Balancing Big Data and privacy

August 01, 2018

The Justice Srikrishna Committee’s data protection framework aims to balance individual privacy with the growth of the digital economy, distinct from models in the US, EU, and China. But the committee missed opportunities to encourage de-identified data use and set impractical standards for anonymization. Concerns arise from the draft law’s definition of harm, potentially hindering AI and machine learning applications in social contexts by categorizing service denial based on evaluative decisions as harmful, which could restrict beneficial financial and social inclusion technologies.

This article was first published in The Mint. You can read the original at this link.

One of the most exciting promises that the Justice Srikrishna Committee held out was that the data protection framework it suggested would protect individual privacy while ensuring that the digital economy flourished. It claimed that in doing so it would chart a path distinct from the US, the European Union and China, one that was finely tuned to the new digital economy. If it was going to deliver on this, its biggest challenge was going to be designing its privacy framework to address both the promises and challenges of Artificial Intelligence and Big Data.

As I read through the report, I was glad to note that the committee had devoted considerable space to the subject. While discussing the principles of collection and purpose limitation, the committee observed that the purposes for which Big Data applications use data only become evident at a later point and that it is, therefore, impossible to stipulate a purpose in advance. As a result, the committee had noted that “limiting collection is antithetical to large-scale processing; equally, meaningful purpose specification is impossible with the purposes themselves constantly evolving". This is the most succinct analysis of the privacy issue central to the regulation of Big Data technologies that I have read. It gave me hope that the report would articulate a solution that achieved this fine balance.

However, other than vaguely suggesting that personal data should be processed in a manner that does not result in a decision being taken about an individual and, where it does result in such a decision, that explicit consent should first be obtained, the report does not provide any new or innovative solution to the concerns that it so eloquently articulated. The accompanying draft Personal Data Protection Bill, 2018 retains the principles of collection and purpose limitation, departing not a whit from the formulation commonly found in most data protection legislations. Despite recognizing the many benefits of big data and the need to encourage its growth, the committee had offered no useful suggestions as to what should be done.

I had hoped that the committee would encourage the use of de-identified data sets by suggesting that companies that design their systems to de-identify data would be exempted from some of the provisions of the law. This would have encouraged organizations to incorporate privacy into the design of their systems from the ground up. At the same time, it would have generated valuable data sets that could be of use in Big Data applications. Instead, the committee seems to have gotten itself so mired in concerns around the possibility of reidentification that it has only exempted the applicability of the law to data that has been irreversibly de-identified.
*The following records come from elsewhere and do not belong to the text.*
// ============================================================
// Layer 2 — ExperimentUseCase
// ============================================================
// Orchestrates one full hardware-aware training experiment:
//
//   Step 1: Validate config and prepare results dir  (Layer 6 - infra)
//   Step 2: Synthesize the shifted sine dataset      (Layer 4 - data)
//   Step 3: Build the analog RNN                     (Layer 5 - ml)
//   Step 4: Train for exactly `epochs` epochs        (Layer 5 - ml)
//   Step 5: Evaluate in inference mode               (Layer 5 - ml)
//   Step 6: Sweep conductance drift over time        (Layer 5 - ml)
//   Step 7: Render charts, save drift data           (Layer 6 - infra)

use std::path::PathBuf;

use anyhow::Result;
use burn::module::AutodiffModule;
use serde::{Deserialize, Serialize};

use crate::data::{batcher::SequenceBatcher, synth::SequenceDatasetBuilder};
use crate::domain::{
    drift::{ExperimentReport, DRIFT_TIMES},
    error::{self, ExperimentError},
    traits::ResultRenderer,
};
use crate::infra::{metrics::MetricsLogger, renderer::SvgRenderer, results::ResultsStore};
use crate::ml::{
    analog::{AnalogContext, AnalogTileConfig, NoiseSource},
    backend::{default_device, InnerBackend, TrainBackend},
    evaluator::{drift_sweep, evaluate},
    model::{AnalogRnnNetworkConfig, Direction, InputStage},
    recurrent::CellKind,
    trainer::train_loop,
};

// ─── Training Configuration ──────────────────────────────────────────────────
// Every knob of one experiment run. Saved next to the results as
// run_config.json.
#[derive(Debug, Clone, PartialEq, Serialize, Deserialize)]
pub struct TrainConfig {
    pub seq_len:       usize,
    pub batch_size:    usize,
    pub epochs:        usize,
    pub lr:            f64,
    pub embed_size:    usize,
    pub hidden_size:   usize,
    pub num_layers:    usize,
    pub dropout:       f64,
    /// Upper bound of the uniform noise added to input and target
    pub noise:         f64,
    pub cell:          CellKind,
    pub embedding:     bool,
    pub bidirectional: bool,
    pub tile:          AnalogTileConfig,
    pub seed:          Option<u64>,
    pub results_dir:   PathBuf,
}

impl Default for TrainConfig {
    fn default() -> Self {
        Self {
            seq_len:       501,
            batch_size:    5,
            epochs:        100,
            lr:            0.05,
            embed_size:    20,
            hidden_size:   50,
            num_layers:    1,
            dropout:       0.0,
            noise:         0.0,
            cell:          CellKind::Vanilla,
            embedding:     true,
            bidirectional: true,
            tile:          AnalogTileConfig::default(),
            seed:          None,
            results_dir:   PathBuf::from("results/RNN"),
        }
    }
}

impl TrainConfig {
    /// Scalar in, scalar out.
    pub const FEATURES: usize = 1;

    pub fn dataset_builder(&self) -> SequenceDatasetBuilder {
        SequenceDatasetBuilder::new(self.seq_len, self.batch_size).with_noise(self.noise)
    }

    pub fn model_config(&self) -> AnalogRnnNetworkConfig {
        let input_stage = if self.embedding {
            InputStage::Embedding { size: self.embed_size }
        } else {
            InputStage::Direct
        };
        let direction = if self.bidirectional {
            Direction::Bidirectional
        } else {
            Direction::Unidirectional
        };

        AnalogRnnNetworkConfig::new(Self::FEATURES, self.hidden_size, Self::FEATURES, self.cell)
            .with_input_stage(input_stage)
            .with_direction(direction)
            .with_num_layers(self.num_layers)
            .with_dropout(self.dropout)
    }

    pub fn validate(&self) -> error::Result<()> {
        self.dataset_builder().validate()?;

        if !(self.lr.is_finite() && self.lr > 0.0) {
            return Err(ExperimentError::invalid_config(format!("lr must be positive, got {}", self.lr)));
        }
        if self.hidden_size == 0 {
            return Err(ExperimentError::invalid_config("hidden_size must be at least 1"));
        }
        if self.embedding && self.embed_size == 0 {
            return Err(ExperimentError::invalid_config("embed_size must be at least 1"));
        }
        if self.num_layers == 0 {
            return Err(ExperimentError::invalid_config("num_layers must be at least 1"));
        }
        if !(0.0..1.0).contains(&self.dropout) {
            return Err(ExperimentError::invalid_config(format!(
                "dropout must be in [0, 1), got {}",
                self.dropout
            )));
        }
        self.tile.validate()
    }
}

/// The report plus the files written for it.
#[derive(Debug)]
pub struct ExperimentRun {
    pub report:    ExperimentReport,
    pub artifacts: Vec<PathBuf>,
}

// ─── ExperimentUseCase ────────────────────────────────────────────────────────
pub struct ExperimentUseCase {
    config: TrainConfig,
}

impl ExperimentUseCase {
    pub fn new(config: TrainConfig) -> Self {
        Self { config }
    }

    pub fn config(&self) -> &TrainConfig {
        &self.config
    }

    /// Run the experiment and draw SVG charts into the results dir.
    pub fn execute(&self) -> Result<ExperimentRun> {
        let renderer = SvgRenderer::new(&self.config.results_dir);
        self.execute_with(&renderer)
    }

    pub fn execute_with(&self, renderer: &dyn ResultRenderer) -> Result<ExperimentRun> {
        let cfg = &self.config;

        // ── Step 1: Validate and prepare the results directory ────────────────
        cfg.validate()?;
        let store = ResultsStore::new(&cfg.results_dir)?;
        let mut artifacts = vec![store.save_config(cfg)?];
        let metrics = MetricsLogger::new(store.dir())?;
        artifacts.push(metrics.csv_path().to_path_buf());

        // ── Step 2: Dataset ───────────────────────────────────────────────────
        // One seeded source feeds dataset noise, weight init and tile noise
        let mut noise = NoiseSource::from_seed(cfg.seed);
        let sample = cfg.dataset_builder().build(noise.rng())?;
        tracing::info!("Synthesized dataset with shape {:?}", sample.shape());

        // ── Step 3: Model ─────────────────────────────────────────────────────
        let device = default_device();
        let batch  = SequenceBatcher::<TrainBackend>::new(device.clone()).batch(&sample);
        let model  = cfg.model_config().init::<TrainBackend>(&device, &mut noise);
        tracing::info!(
            "Model ready: {:?} cell, hidden={}, embedding={}, bidirectional={}",
            cfg.cell, cfg.hidden_size, cfg.embedding, cfg.bidirectional,
        );

        // ── Step 4: Train ─────────────────────────────────────────────────────
        let mut ctx = AnalogContext::new(cfg.tile, noise);
        let outcome = train_loop(cfg, model, &batch, &mut ctx, Some(&metrics))?;

        // ── Step 5: Evaluate ──────────────────────────────────────────────────
        // valid() drops autodiff and disables dropout
        let mut model = outcome.model.valid();
        let batch     = SequenceBatcher::<InnerBackend>::new(device).batch(&sample);
        let baseline  = evaluate(&model, &batch, &mut ctx)?;

        // ── Step 6: Drift sweep ───────────────────────────────────────────────
        let drift = drift_sweep(&mut model, &batch, &DRIFT_TIMES, &mut ctx)?;

        // ── Step 7: Render and save ───────────────────────────────────────────
        let report = ExperimentReport {
            losses: outcome.losses,
            truth:  sample.target,
            baseline,
            drift,
        };
        artifacts.extend(renderer.render(&report)?);
        artifacts.push(store.save_drift(&report.truth, &report.drift)?);

        tracing::info!("Results written to '{}'", store.dir().display());
        Ok(ExperimentRun { report, artifacts })
    }
}

// ─── Unit Tests ───────────────────────────────────────────────────────────────
#[cfg(test)]
mod tests {
    use super::*;
    use std::cell::Cell;

    /// Renderer that only counts calls.
    struct CountingRenderer {
        calls: Cell<usize>,
    }

    impl ResultRenderer for CountingRenderer {
        fn render(&self, _report: &ExperimentReport) -> Result<Vec<PathBuf>> {
            self.calls.set(self.calls.get() + 1);
            Ok(Vec::new())
        }
    }

    fn small_config(dir: &std::path::Path) -> TrainConfig {
        TrainConfig {
            seq_len:     41,
            batch_size:  2,
            epochs:      2,
            embed_size:  3,
            hidden_size: 4,
            seed:        Some(3),
            results_dir: dir.to_path_buf(),
            ..TrainConfig::default()
        }
    }

    #[test]
    fn test_defaults_match_reference_experiment() {
        let cfg = TrainConfig::default();
        assert_eq!((cfg.seq_len, cfg.batch_size, cfg.epochs), (501, 5, 100));
        assert_eq!((cfg.embed_size, cfg.hidden_size, cfg.num_layers), (20, 50, 1));
        assert_eq!(cfg.lr, 0.05);
        assert!(cfg.embedding && cfg.bidirectional);
        assert_eq!(cfg.results_dir, PathBuf::from("results/RNN"));
        assert!(cfg.validate().is_ok());
    }

    #[test]
    fn test_model_config_follows_flags() {
        let cfg = TrainConfig { embedding: false, bidirectional: false, ..TrainConfig::default() };
        let net = cfg.model_config();
        assert_eq!(net.input_stage, InputStage::Direct);
        assert_eq!(net.direction, Direction::Unidirectional);

        let net = TrainConfig::default().model_config();
        assert_eq!(net.input_stage, InputStage::Embedding { size: 20 });
        assert_eq!(net.direction, Direction::Bidirectional);
    }

    #[test]
    fn test_validate_rejects_bad_values() {
        let cfg = TrainConfig { seq_len: 1, ..TrainConfig::default() };
        assert_eq!(cfg.validate(), Err(ExperimentError::InvalidSequenceLength { seq_len: 1 }));

        let cfg = TrainConfig { lr: 0.0, ..TrainConfig::default() };
        assert!(matches!(cfg.validate(), Err(ExperimentError::InvalidConfig { .. })));

        let cfg = TrainConfig { dropout: 1.0, ..TrainConfig::default() };
        assert!(cfg.validate().is_err());
    }

    #[test]
    fn test_config_json_round_trip() {
        let cfg = TrainConfig { seed: Some(9), cell: CellKind::Gru, ..TrainConfig::default() };
        let json = serde_json::to_string(&cfg).unwrap();
        assert_eq!(serde_json::from_str::<TrainConfig>(&json).unwrap(), cfg);
    }

    #[test]
    fn test_invalid_config_writes_nothing() {
        let dir = tempfile::tempdir().unwrap();
        let cfg = TrainConfig { seq_len: 0, ..small_config(&dir.path().join("out")) };
        assert!(ExperimentUseCase::new(cfg).execute().is_err());
        assert!(!dir.path().join("out").exists());
    }

    #[test]
    fn test_end_to_end_run() {
        let dir = tempfile::tempdir().unwrap();
        let renderer = CountingRenderer { calls: Cell::new(0) };
        let run = ExperimentUseCase::new(small_config(dir.path()))
            .execute_with(&renderer)
            .unwrap();

        assert_eq!(renderer.calls.get(), 1);
        assert_eq!(run.report.losses.len(), 2);
        assert_eq!(run.report.truth.shape(), [40, 2, 1]);
        assert_eq!(run.report.baseline.prediction.shape(), [40, 2, 1]);
        assert_eq!(run.report.drift.len(), DRIFT_TIMES.len());
        for name in ["run_config.json", "metrics.csv", "drift.csv"] {
            assert!(dir.path().join(name).is_file(), "{name} missing");
        }
    }

    #[test]
    fn test_svg_run_writes_charts() {
        let dir = tempfile::tempdir().unwrap();
        let run = ExperimentUseCase::new(small_config(dir.path())).execute().unwrap();
        for name in ["train_perplexity.svg", "test.svg", "drift.svg"] {
            assert!(run.artifacts.contains(&dir.path().join(name)));
        }
    }
}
I am sceptical as to whether there can ever be such a thing as completely irreversible anonymization. Experience has shown that machine-learning algorithms are able to derive personal insights from even the most thoroughly anonymized data sets. Instead of prescribing an impossible standard, the committee would have done well to place the onus of ensuring anonymity on the entity responsible for maintaining these anonymized data sets—only allowing them exemptions from their privacy obligations if they could demonstrate that their use of these data sets does not compromise the identity of any individual. Should technology evolve to the point where it is capable of re-identifying individuals in their databases, it will be their responsibility to upgrade their solutions to ensure that anonymity is maintained despite these new advances. As an added advantage, if the individuals in these anonymous data sets want, they can consent to being re-identified to partake of the benefits that being part of that data set offers them.

But these are all examples of what the committee could have done. What is a genuine concern are the things the draft actually contains that could retard development. Primary among these is the definition of harm and, in particular, one of its sub-categories—the “denial or withdrawal of a service, benefit or good resulting from an evaluative decision about the data principal". If harm is defined in this manner, it could well have a deleterious impact on everyone using machine learning and Artificial Intelligence (AI) in the social context.

One of the primary uses of machine learning is to discover, using AI techniques, new and valuable insights that remain hidden from us when we use ordinary human intelligence. Using these techniques, flow-based lending platforms have been able to bring thousands of people into the banking system, offering them loans and other financial products that they were otherwise ineligible to avail of. Do these processes take evaluative decisions that might deny someone a service while offering it to someone else? Of course. But so long as the result is not unfair, no harm is done. On the contrary, huge swathes of people who were hitherto unable to access the financial markets now have a chance.

We have to ensure that the algorithms do not discriminate unfairly against anyone. But, to declare, as the draft law seems to have done, that every denial of service based on an evaluative decision is harmful is tantamount to throwing the baby out with the bathwater.